Empowered by AI technology

Recently, several medical listed companies have announced new application scenarios for AI in their own businesses, and companies have also deepened cooperation in AI pharmaceuticals, data sharing, and scenario expansion.

The relevant person in charge of Junshi Biotechnology stated in an interview with China Securities Journal that the company ensures that each digital investment corresponds to quantifiable business value output, and achieves the dual goals of cost reduction, efficiency improvement, and business innovation through the strategic deployment of AI technology. After the company officially joined DeepSeek on February 10th, it will further pilot the following scenario applications: marketing employee training and virtual training; AI quality review, deviation analysis, and prediction based on QMS and external quality databases; Batch processing of data; Automated collection and archiving of clinical CRA files; Statistical programming assistant, etc.

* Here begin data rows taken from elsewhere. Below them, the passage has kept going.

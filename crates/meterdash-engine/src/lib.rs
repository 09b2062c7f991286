//! ---
//! ems_section: "08-energy-models-optimization"
//! ems_subsection: "module"
//! ems_type: "source"
//! ems_scope: "code"
//! ems_description: "Telemetry binding and aggregation for the metering dashboard."
//! ems_version: "v0.0.0-prealpha"
//! ems_owner: "tbd"
//! ---
//! Telemetry binding and aggregation engine for the metering dashboard.
//!
//! The host sends one configuration event (an ordered list of channel ids)
//! followed by a stream of values events. Channel position decides the role
//! ([`roles::ROLE_TABLE`]); every values event is resolved, summarised and
//! appended to four rolling chart buffers before a new [`DashboardState`] is
//! published.

pub mod derive;
pub mod driver;
pub mod engine;
pub mod errors;
pub mod events;
pub mod history;
pub mod host;
pub mod metrics;
pub mod registry;
pub mod resolver;
pub mod roles;
pub mod state;

pub use derive::{derive, DerivedSummary, TotalSource};
pub use driver::{run_event_loop, run_event_loop_until, LoopSummary, StopReason};
pub use engine::{SnapshotHandle, TelemetryEngine, UpdateOutcome};
pub use errors::{EngineError, Result};
pub use events::{ChannelDescriptor, ConfigurationEvent, HostEvent, ValuesEvent};
pub use history::{HistoryBuffer, HistorySample, HistorySet, HISTORY_CAPACITY};
pub use host::{AcquisitionPolicy, HostAcquirer, HostRegistration, HostStatus, TelemetryHost};
pub use metrics::EngineMetrics;
pub use registry::{ChannelId, ChannelRegistry};
pub use resolver::{
    resolve, resolve_with_report, DefaultFill, FillReason, RawReading, ResolveReport,
    ResolvedMetrics, DEFAULT_VALUE,
};
pub use roles::{MetricGroup, Role, Unit, ROLE_COUNT, ROLE_TABLE};
pub use state::{DashboardState, EngineState, Readout};
//! ---
//! ems_section: "03-persistence-logging"
//! ems_subsection: "module"
//! ems_type: "source"
//! ems_scope: "code"
//! ems_description: "Structured logging adapters and sinks."
//! ems_version: "v0.0.0-prealpha"
//! ems_owner: "tbd"
//! ---
//! Context-aware wrappers around `tracing::event!`.

/// Shared expansion for the leveled macros below.
#[doc(hidden)]
#[macro_export]
macro_rules! __md_event {
    ($level:expr, $ctx:expr, $($arg:tt)+) => {{
        let ctx = &$ctx;
        tracing::event!(
            $level,
            channel = ctx.channel.unwrap_or(""),
            role = ctx.role.unwrap_or(""),
            group = ctx.group.unwrap_or(""),
            tick = ctx.tick.unwrap_or_default(),
            message = %format_args!($($arg)+)
        );
    }};
}

/// Emit an informational log enriched with dashboard context.
#[macro_export]
macro_rules! md_info {
    (context = $ctx:expr, $($arg:tt)+) => {
        $crate::__md_event!(tracing::Level::INFO, $ctx, $($arg)+)
    };
    ($($arg:tt)+) => {
        $crate::__md_event!(tracing::Level::INFO, $crate::LogContext::default(), $($arg)+)
    };
}

/// Emit a debug log enriched with dashboard context.
#[macro_export]
macro_rules! md_debug {
    (context = $ctx:expr, $($arg:tt)+) => {
        $crate::__md_event!(tracing::Level::DEBUG, $ctx, $($arg)+)
    };
    ($($arg:tt)+) => {
        $crate::__md_event!(tracing::Level::DEBUG, $crate::LogContext::default(), $($arg)+)
    };
}

/// Emit a warning enriched with dashboard context.
#[macro_export]
macro_rules! md_warn {
    (context = $ctx:expr, $($arg:tt)+) => {
        $crate::__md_event!(tracing::Level::WARN, $ctx, $($arg)+)
    };
    ($($arg:tt)+) => {
        $crate::__md_event!(tracing::Level::WARN, $crate::LogContext::default(), $($arg)+)
    };
}
//! ---
//! ems_section: "03-persistence-logging"
//! ems_subsection: "module"
//! ems_type: "source"
//! ems_scope: "code"
//! ems_description: "Structured logging adapters and sinks."
//! ems_version: "v0.0.0-prealpha"
//! ems_owner: "tbd"
//! ---
#![warn(missing_docs)]
//! Structured logging helpers shared by the dashboard crates.

use tracing::Level;

pub mod macros;

/// Structured logging context propagated by the convenience macros.
#[derive(Debug, Default, Clone)]
pub struct LogContext<'a> {
    /// Host channel identifier associated with the log event.
    pub channel: Option<&'a str>,
    /// Semantic role label (e.g. `U1`, `THD I2`).
    pub role: Option<&'a str>,
    /// Metric group (voltage, current, power, thd).
    pub group: Option<&'a str>,
    /// Engine update counter.
    pub tick: Option<u64>,
}

impl<'a> LogContext<'a> {
    /// Create an empty logging context.
    pub fn new() -> Self {
        Self::default()
    }

    /// Attach a channel identifier.
    pub fn with_channel(mut self, channel: &'a str) -> Self {
        self.channel = Some(channel);
        self
    }

    /// Attach a role label.
    pub fn with_role(mut self, role: &'a str) -> Self {
        self.role = Some(role);
        self
    }

    /// Attach a metric group name.
    pub fn with_group(mut self, group: &'a str) -> Self {
        self.group = Some(group);
        self
    }

    /// Attach a tick value.
    pub fn with_tick(mut self, tick: u64) -> Self {
        self.tick = Some(tick);
        self
    }
}

/// High-level outcome used when emitting lifecycle log events.
#[derive(Debug, Clone, Copy, PartialEq, Eq)]
pub enum SystemEventOutcome {
    /// The operation completed successfully.
    Success,
    /// The operation completed but had to fall back to a degraded path.
    Degraded,
    /// The operation failed or was aborted.
    Fault,
}

impl SystemEventOutcome {
    /// Label recorded in the `outcome` field.
    pub fn as_str(&self) -> &'static str {
        match self {
            SystemEventOutcome::Success => "success",
            SystemEventOutcome::Degraded => "degraded",
            SystemEventOutcome::Fault => "fault",
        }
    }
}

/// Emit a standardized system event with an outcome label.
///
/// `tracing::event!` needs a constant level, hence one arm per outcome.
pub fn log_system_event(
    context: Option<&LogContext>,
    event: &str,
    message: &str,
    outcome: SystemEventOutcome,
) {
    let ctx = context.cloned().unwrap_or_default();
    macro_rules! emit {
        ($level:expr) => {
            tracing::event!(
                $level,
                event,
                outcome = outcome.as_str(),
                channel = ctx.channel.unwrap_or(""),
                role = ctx.role.unwrap_or(""),
                group = ctx.group.unwrap_or(""),
                tick = ctx.tick.unwrap_or_default(),
                message = %message
            )
        };
    }
    match outcome {
        SystemEventOutcome::Success => emit!(Level::INFO),
        SystemEventOutcome::Degraded => emit!(Level::WARN),
        SystemEventOutcome::Fault => emit!(Level::ERROR),
    }
}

At the same time, we will explore lightweight AI research and development assistance such as clinical and application document writing, scientific literature retrieval and summarization, information collection, organization, and analysis, to continuously improve research and development efficiency and operational quality. The company also plans a medium - to long-term strategy, gradually building and improving multiple omics data platforms, constructing enterprise knowledge graphs, governing research and development data, and consolidating data foundations. Actively cooperating with academic institutions and AI pharmaceutical companies, exploring the use of AI to tackle research and development cores, accelerate target discovery and validation, molecular design, toxicity prediction, and other links, and accelerate drug discovery

On January 17th, Xiansheng Pharmaceutical and Feimizi Technology jointly announced that they have reached a cooperation on a clinical stage analgesic candidate drug FZ002-037 targeting SSTR4. Fermi Technology is a small molecule AI biotechnology company that has entered the clinical validation stage.

Xinda Securities believes that while AI empowers innovation and efficiency, it is expected to promote the commercialization of innovative drugs and changes in payment expectations in China, and promote the revaluation of related asset values. Caitong Securities believes that it is optimistic about the medium to long-term impact of AI on the pharmaceutical industry, and pharmaceutical companies with high-tech attributes will be more favored by the market. China Post Securities believes that "AI+healthcare" is expected to be applied in fields such as drug research and development, cancer diagnosis, medical imaging, surgical robots, etc., and the industry may undergo tremendous changes.